Accionando a opção
de compra garantida pelo acordo de 2006, o empresário recorreu à Associação de
Colecções, sediada no Funchal, para ficar com as obras adquiridas nos primeiros
anos do Museu Berardo. O Ministério da Cultura confirmou esta quarta-feira ao
PÚBLICO que a Associação de Colecções, uma sociedade funchalense que integra
reconhecidamente o universo de entidades controladas por José Berardo, adquiriu
todas as 214 obras de arte que tinham sido compradas para o Museu Colecção
Berardo, a partir de 2007, com verbas de um fundo de aquisição co-financiado
pelo empresário e pelo Estado português.
Os estatutos da
Fundação de Arte Moderna e Contemporânea – Colecção Berardo (FAMC-CB), anexos
ao decreto-lei que criou a fundação, em Agosto de 2006, previam que o
coleccionador, ou “quem ele venha a indicar”, poderia comprar estas obras pelo
preço que custaram à época, pagando apenas a parte que fora desembolsada pelo
Estado.
Como ambas as partes deixaram de alimentar este fundo de aquisição – para o qual o empresário e o Estado contribuíam, cada um, com 500 mil euros anuais –, todas as obras agora adquiridas pela Associação de Colecções chegaram ao Museu Colecção Berardo nos seus primeiros anos de funcionamento. É um conjunto maioritariamente constituído por obras de artistas portugueses – Pedro Cabrita Reis, Rui Chafes ou Jorge Molder são alguns exemplos –, mas que também inclui algumas criações de artistas estrangeiros, como Daniel Buren ou o neerlandês-americano Willem de Kooning, um dos nomes cimeiros do expressionismo abstracto.
A Associação de
Colecções tem surgido associada a outras iniciativas relacionadas com José
Berardo. Por exemplo, o B-MAD, Berardo – Museu Arte Deco, inaugurado em Lisboa
em 2021, apresenta-se, nos seus próprios materiais de comunicação, como “uma
iniciativa privada da Associação de Colecções”.
Se a compra destas
obras pode ser vista como uma mera oportunidade de negócio, também não é de
excluir que a decisão de as adquirir possa indicar, da parte de José Berardo,
uma vontade de não desistir da colecção que reuniu, e que se tornou agora o
centro do novo MAC/CCB, onde dialogará com peças das colecções Ellipse e
Teixeira de Freitas, e também com a Colecção de Arte Contemporânea do Estado.
Propensão para a
litigância
A inauguração do
MAC/CCB, marcada para esta sexta-feira, é de algum modo o corolário da
estratégia adoptada pelo actual ministro da Cultura, Pedro Adão e Silva, para
garantir a fruição pública da Colecção Berardo sem que o Estado compre as
obras, e devolvendo ao mesmo tempo ao CCB a gestão do seu centro de exposições.

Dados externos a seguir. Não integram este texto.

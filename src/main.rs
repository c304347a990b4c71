//! mail-receive: receive mail from an IMAP account on the command line
//!
//! Thin front end over the [`mail_receive`] engine: connects the configured
//! account, runs one command and prints the result as JSON on stdout. Logs
//! go to stderr.

use clap::{Args, Parser, Subcommand};
use mail_receive::config::ReceiveConfig;
use mail_receive::flags::{Flag, SystemFlag};
use mail_receive::imap::ImapService;
use mail_receive::service::{MailboxService, SearchPredicate};
use mail_receive::session::{DEFAULT_FOLDER, MailboxSession};
use mail_receive::trace::DebugTrace;
use serde_json::json;
use tracing_subscriber::EnvFilter;

#[derive(Debug, Parser)]
#[command(name = "mail-receive", version, about = "Receive mail from an IMAP account")]
struct Cli {
    /// Account segment from MAIL_RECEIVE_<ACCOUNT>_* (lowercase)
    #[arg(long, default_value = "default")]
    account: String,
    /// Log protocol commands at debug level (target mail_receive::wire)
    #[arg(long)]
    trace: bool,
    #[command(subcommand)]
    command: Command,
}

#[derive(Debug, Subcommand)]
enum Command {
    /// List every folder of the account
    Folders,
    /// Show message counters of a folder
    Count {
        #[arg(long, default_value = DEFAULT_FOLDER)]
        folder: String,
    },
    /// Receive messages and print them
    Receive(ReceiveArgs),
}

#[derive(Debug, Args)]
struct ReceiveArgs {
    /// Source folder (default: INBOX)
    #[arg(long)]
    folder: Option<String>,
    /// Only unseen messages
    #[arg(long)]
    unseen: bool,
    /// Subject contains
    #[arg(long)]
    subject: Option<String>,
    /// From contains
    #[arg(long)]
    from: Option<String>,
    /// Mark received messages seen
    #[arg(long)]
    mark_seen: bool,
    /// Delete received messages (expunges the folder)
    #[arg(long)]
    delete: bool,
    /// Move received messages to this folder
    #[arg(long, value_name = "FOLDER")]
    move_to: Option<String>,
    /// Fetch envelopes and flags only
    #[arg(long)]
    envelope_only: bool,
    /// Clear a flag on received messages (e.g. '\Flagged' or a keyword); repeatable
    #[arg(long, value_name = "FLAG")]
    unmark: Vec<Flag>,
}

impl ReceiveArgs {
    fn predicate(&self) -> Option<SearchPredicate> {
        [
            self.unseen.then(|| SearchPredicate::flag(SystemFlag::Seen, false)),
            self.subject.as_deref().map(SearchPredicate::subject),
            self.from.as_deref().map(SearchPredicate::sender),
        ]
        .into_iter()
        .flatten()
        .reduce(SearchPredicate::and)
    }
}

/// Application entry point
///
/// Initializes tracing from environment, loads config, connects the selected
/// account and runs the command. The session is always closed, also when the
/// command fails.
///
/// # Environment Variables
///
/// See [`ReceiveConfig::load_from_env`] for full configuration options.
///
/// # Example
///
/// ```no_run
/// MAIL_RECEIVE_DEFAULT_HOST=imap.example.com \
/// MAIL_RECEIVE_DEFAULT_USER=user@example.com \
/// MAIL_RECEIVE_DEFAULT_PASS=secret \
/// cargo run -- receive --unseen --envelope-only
/// ```
#[tokio::main]
async fn main() -> Result<(), Box<dyn std::error::Error>> {
    dotenvy::dotenv().ok();
    tracing_subscriber::fmt()
        .with_env_filter(EnvFilter::from_default_env())
        .with_writer(std::io::stderr)
        .init();

    let cli = Cli::parse();
    let config = ReceiveConfig::load_from_env()?;
    let account = config.get_account(&cli.account)?;
    let trace = cli.trace.then(DebugTrace::to_tracing);

    let service = ImapService::connect(&config, account, trace).await?;
    let mut session = MailboxSession::new(service, config.session.clone());

    let result = run(&mut session, cli.command).await;
    if let Err(error) = session.close().await {
        tracing::warn!(%error, "failed to close session");
    }

    println!("{}", serde_json::to_string_pretty(&result?)?);
    Ok(())
}

async fn run<S: MailboxService>(
    session: &mut MailboxSession<S>,
    command: Command,
) -> Result<serde_json::Value, Box<dyn std::error::Error>> {
    match command {
        Command::Folders => Ok(json!(session.list_folders().await?)),
        Command::Count { folder } => {
            let mode = session.use_folder(&folder).await?;
            Ok(json!({
                "folder": folder,
                "mode": mode,
                "total": session.message_count().await?,
                "new": session.new_message_count().await?,
                "unread": session.unread_message_count().await?,
                "deleted": session.deleted_message_count().await?,
            }))
        }
        Command::Receive(args) => {
            let mut builder = session.receive();
            if let Some(predicate) = args.predicate() {
                builder = builder.filter(predicate);
            }
            if let Some(folder) = args.folder {
                builder = builder.from_folder(folder);
            }
            if args.mark_seen {
                builder = builder.mark_seen();
            }
            if args.delete {
                builder = builder.mark_deleted();
            }
            if let Some(target) = args.move_to {
                builder = builder.move_to_folder(target);
            }
            if args.envelope_only {
                builder = builder.envelope_only();
            }
            for flag in args.unmark {
                builder = builder.unmark(flag);
            }

            let messages = builder.get().await?;
            tracing::info!(
                folder = session.current_folder().unwrap_or_default(),
                received = messages.len(),
                "receive finished"
            );
            Ok(serde_json::to_value(&messages)?)
        }
    }
}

Um objectivo que se tornou claro logo no início do seu mandato, quando optou
por denunciar o célebre protocolo de 2006, que estivera na origem da instalação
no CCB do agora extinto Museu Berardo, e que no final de 2016 o então titular
da Cultura, Luís Filipe Castro Mendes, receando que o empresário pudesse levar
a colecção para o estrangeiro, ainda renovara por mais seis anos.
Uma decisão que
aliás permitiu, ainda no final do mandato de Castro Mendes, no Verão de 2018,
evitar a saída do país de 16 das obras comercialmente mais valiosas da
colecção, que Berardo dizia querer avaliar em Londres, com vista a uma
“eventual venda”.
A relação do
Estado português com o coleccionador era já então tensa, mas foi só a partir do
segundo trimestre de 2019 que assumiu uma hostilidade mais ou menos declarada.

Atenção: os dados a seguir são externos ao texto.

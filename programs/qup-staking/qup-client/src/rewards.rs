// Reward Accrual Engine
//
// Two parallel formulas:
// - APY estimates (f64, DisplayAmount) preview a plan before any stake exists.
// - Accrued rewards (u128 integer math, MinorUnitAmount) use the vault's
//   on-chain basis-point rate once a stake record exists.
// Once a StakeAccountRecord is observed only the accrued view is authoritative.

use crate::amount::{DisplayAmount, MinorUnitAmount};
use crate::constants::{BASIS_POINTS_DENOMINATOR, DAYS_PER_YEAR, SECONDS_PER_DAY};
use crate::errors::{Result, VaultClientError};
use crate::state::{StakeAccountRecord, VaultAccountRecord};

/// Fraction earned per day: `apy / 100 / 365`.
pub fn daily_rate(apy_percent: f64) -> f64 {
    apy_percent / 100.0 / DAYS_PER_YEAR
}

/// Simple-interest reward over `days`: `principal * (apy/100) * (days/365)`.
pub fn projected_reward(principal: DisplayAmount, apy_percent: f64, days: u32) -> DisplayAmount {
    DisplayAmount::new(principal.value() * (apy_percent / 100.0) * (f64::from(days) / DAYS_PER_YEAR))
}

/// Principal plus [`projected_reward`].
pub fn projected_total(principal: DisplayAmount, apy_percent: f64, days: u32) -> DisplayAmount {
    DisplayAmount::new(principal.value() + projected_reward(principal, apy_percent, days).value())
}

/// Whole days between `start_timestamp` and `now_seconds`, never negative.
pub fn days_elapsed(start_timestamp: i64, now_seconds: i64) -> u64 {
    let elapsed = now_seconds.saturating_sub(start_timestamp);
    if elapsed <= 0 {
        return 0;
    }
    (elapsed / SECONDS_PER_DAY) as u64
}

/// Rewards accrued at the on-chain rate: `staked * rate_bps * days / 10_000`,
/// rounded down to whole minor units.
pub fn pending_rewards(
    staked: MinorUnitAmount,
    reward_rate_bps_per_day: u64,
    days_elapsed: u64,
) -> Result<MinorUnitAmount> {
    let accrued = u128::from(staked.get())
        .checked_mul(u128::from(reward_rate_bps_per_day))
        .and_then(|value| value.checked_mul(u128::from(days_elapsed)))
        .ok_or(VaultClientError::ArithmeticOverflow)?
        / BASIS_POINTS_DENOMINATOR;

    u64::try_from(accrued)
        .map(MinorUnitAmount::new)
        .map_err(|_| VaultClientError::ArithmeticOverflow)
}

/// One entry of the vault's reward schedule.
#[derive(Debug, Clone, Copy, PartialEq)]
pub struct StakingPlan {
    pub duration_days: u32,
    pub apy_percent: f64,
}

/// Pre-stake preview of a plan. Informational only.
#[derive(Debug, Clone, Copy, PartialEq)]
pub struct PlanQuote {
    pub plan: StakingPlan,
    pub principal: DisplayAmount,
    pub daily_reward: DisplayAmount,
    pub total_reward: DisplayAmount,
    pub projected_total: DisplayAmount,
}

impl StakingPlan {
    pub const fn new(duration_days: u32, apy_percent: f64) -> Self {
        Self {
            duration_days,
            apy_percent,
        }
    }

    pub fn daily_rate(&self) -> f64 {
        daily_rate(self.apy_percent)
    }

    pub fn quote(&self, principal: DisplayAmount) -> PlanQuote {
        PlanQuote {
            plan: *self,
            principal,
            daily_reward: DisplayAmount::new(principal.value() * self.daily_rate()),
            total_reward: projected_reward(principal, self.apy_percent, self.duration_days),
            projected_total: projected_total(principal, self.apy_percent, self.duration_days),
        }
    }
}

/// Post-stake view built from on-chain records.
#[derive(Debug, Clone, Copy, PartialEq, Eq)]
pub struct StakePosition {
    pub staked: MinorUnitAmount,
    pub recorded_rewards: MinorUnitAmount, // As stored by the program
    pub days_staked: u64,
    pub pending_rewards: MinorUnitAmount,  // At the vault's current rate
    pub reward_rate_bps: u64,
}

impl StakePosition {
    pub fn from_records(
        stake: &StakeAccountRecord,
        vault: &VaultAccountRecord,
        now_seconds: i64,
    ) -> Result<Self> {
        let days_staked = days_elapsed(i64::from(stake.start_time), now_seconds);

        Ok(Self {
            staked: stake.amount,
            recorded_rewards: stake.rewards,
            days_staked,
            pending_rewards: pending_rewards(stake.amount, vault.reward_rate_bps, days_staked)?,
            reward_rate_bps: vault.reward_rate_bps,
        })
    }

    pub fn staked_display(&self, decimals: u8) -> DisplayAmount {
        self.staked.to_display(decimals)
    }

    pub fn recorded_rewards_display(&self, decimals: u8) -> DisplayAmount {
        self.recorded_rewards.to_display(decimals)
    }
}

/// What a caller may show about rewards: an estimate before staking, the
/// accrued position after.
#[derive(Debug, Clone, Copy, PartialEq)]
pub enum RewardView {
    Estimate(PlanQuote),
    Accrued(StakePosition),
}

As notícias das dívidas do empresário, a acção interposta por três bancos –
Caixa Geral de Depósitos (CGD), BCP e Novo Banco – para recuperar mais de 900
milhões de euros de alegados créditos, e sobretudo a risonha desfaçatez
evidenciada por Berardo na sua passagem, em Maio desse ano, pela Comissão
Parlamentar de Inquérito à CGD, à qual garantiu que não tinha quaisquer dívidas
em seu nome, tornaram o comendador condecorado por Ramalho Eanes e Jorge
Sampaio definitivamente uma persona non grata.
A então ministra
Graça Fonseca considerou as suas declarações “insultuosas e inadmissíveis”, e
assegurou que iria usar as medidas legais ao seu dispor para garantir que a
colecção não seria vendida ou desintegrada.
E em Julho de
2019, no âmbito do processo interposto pela banca, as obras da Colecção Berardo
foram arrestadas por ordem do tribunal, que nomeou como fiel depositário o
presidente do CCB, Elísio Summavielle.
Quando Pedro Adão
e Silva assumiu a tutela da Cultura, em Março de 2022, o período de renovação
do protocolo negociado com Castro Mendes estava prestes a expirar, e o novo
ministro decidiu avançar para a denúncia do acordo, que anunciou publicamente a
22 de Maio, no próprio CCB, adiantando logo nessa ocasião que o Estado iria
comprar a Colecção Ellipse para um futuro museu de arte contemporânea no CCB,
então ainda por baptizar.
É o início de um
intenso conflito jurídico – Adão e Silva acusará mesmo Berardo de ter uma
“propensão indomável para a litigância” –, no decurso do qual o Estado, naquilo
que envolve a Colecção Berardo, vem ganhando sucessivas batalhas.
Ainda em Junho do
ano passado, o tribunal rejeitou um processo cautelar de Berardo para tentar
travar a denúncia do protocolo. E, a 30 de Dezembro, o empresário recorreu a
uma nova providência cautelar para pedir a “suspensão de eficácia” do
decreto-lei que foi publicado nesse dia a extinguir a FAMC-CB, mas viu a sua
pretensão liminarmente rejeitada pelo Supremo Tribunal Administrativo com base
numa questão técnica: quando o pedido dera entrada no tribunal, o decreto-lei
contestado já fora aprovado no Conselho de Ministros, mas ainda não fora
publicado no Diário da República.
Berardo voltou à
carga e o Governo, para evitar essa consequência suspensiva, contra-atacou
usando a figura da “resolução fundamentada”, aprovada em Conselho de Ministros
a 5 de Janeiro, conseguindo que o tribunal aceitasse o argumento de que a
suspensão lesaria o interesse público, comprometendo a livre fruição da
Colecção Berardo.
Em Março, o
Supremo Tribunal Administrativo indeferiu uma última pretensão, apresentada por
Berardo e pela Associação Colecção Berardo, para suspender a eficácia do
decreto-lei que extinguiu a FAMC-CB, para a qual já foi nomeada em Abril uma
comissão liquidatária. Nesse mesmo mês, Berardo apresentou recurso da decisão
do tribunal. Tanto este recurso como a acção principal contestando o
decreto-lei aguardam ainda decisão da justiça.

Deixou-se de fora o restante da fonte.